Microbiology and Microbial Pathogenesis Program
Infectious Diseases and Immunity Branch
Division of Basic and Translational Sciences
We are seeking Concept Clearance for a Program Announcement (PA) that invites applications to develop and utilize innovative approaches to study the mechanisms by which two or more microorganisms contribute to the pathogenesis of infectious diseases. This announcement encourages investigators to think beyond the one organism-one disease concept, and instead, to consider the fact that many diseases are caused by the synergistic and inhibitory interactions of bacteria, viruses (with the exception of HIV), parasites, and fungi. Projects should include studies aimed at understanding the cellular and molecular interactions of pathogens with the normal (commensal) flora as well as the interactions among pathogens themselves, and how commensal organisms can be used to prevent or treat infections. In addition, the PA encourages research on the host responses to polymicrobial infections in order to develop new approaches to treat and prevent these infections. The development of co-infection models and the use of genomic and proteomic technologies to identify common virulence mechanisms and host response patterns, as well as the development of diagnostic and prognostic microbial/host signature patterns are encouraged. Because of the complexity of such projects, the establishment of collaborative scientific teams, both domestic and international, with diverse scientific disciplines studying polymicrobial diseases, including microbiology, immunology, biochemistry, clinical medicine, pathology, bioengineering, material science, imaging technology, and mathematical modeling are encouraged.

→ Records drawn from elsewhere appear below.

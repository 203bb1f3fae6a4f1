//! # gk-auth
//!
//! Platform token storage for git-keys.
//!
//! Tokens live in the OS keychain (`keyring`) under one service per
//! platform, keyed by account. A token stored for the literal account
//! `default` serves any account on that platform. Environment variables are
//! an optional fallback for headless use.

pub mod error;
pub mod token_store;

pub use error::AuthError;
pub use token_store::{
    DEFAULT_ACCOUNT, KeyringTokenStore, MemoryTokenStore, ResolvedToken, TokenScope, TokenStore,
    resolve_token,
};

Examples of projects that would be responsive to this PA include, but are not limited to the following:
• Elucidation of the mechanisms by which viral or parasitic infections increase the risk for bacterial infection or vice versa;
• Determination of how, for example, surface adhesins are expressed or altered during microbial interactions;
• Identification of the mechanisms by which polymicrobial infections lead to enhanced resistance of microbes to acquired or innate immunity;
• Development of co-infection animal models or cell culture systems for multiple pathogens;
• Use of genomics and proteomics to identify microbial virulence genes that may be uniquely expressed during co-infection;
• Evaluation of host response patterns, in response to single vs. multiple infections (simultaneous or sequential activation), required to enhance or inhibit pathogenesis;
• Colonization and invasion of tissues by bacteria following recent viral infection; and,
• Development of biotherapeutics, such as phage therapy and probiotics, to block the pathogenicity of microorganisms.
To be responsive to this PA, the project must be restricted to polymicrobial interactions that have been well-documented to occur in clinical settings or are based on clinically significant studies, and are designed on the basis of sound scientific arguments with clearly defined endpoints such as immunological responses, production of toxins, membrane composition, metabolic activities or adherence to host cells. This initiative is not designed to support clinical trials; however the use of clinical samples from patients is allowed and encouraged.
The NIDCR expects to release this PA in collaboration with the NIAID and possibly other Institutes at the NIH.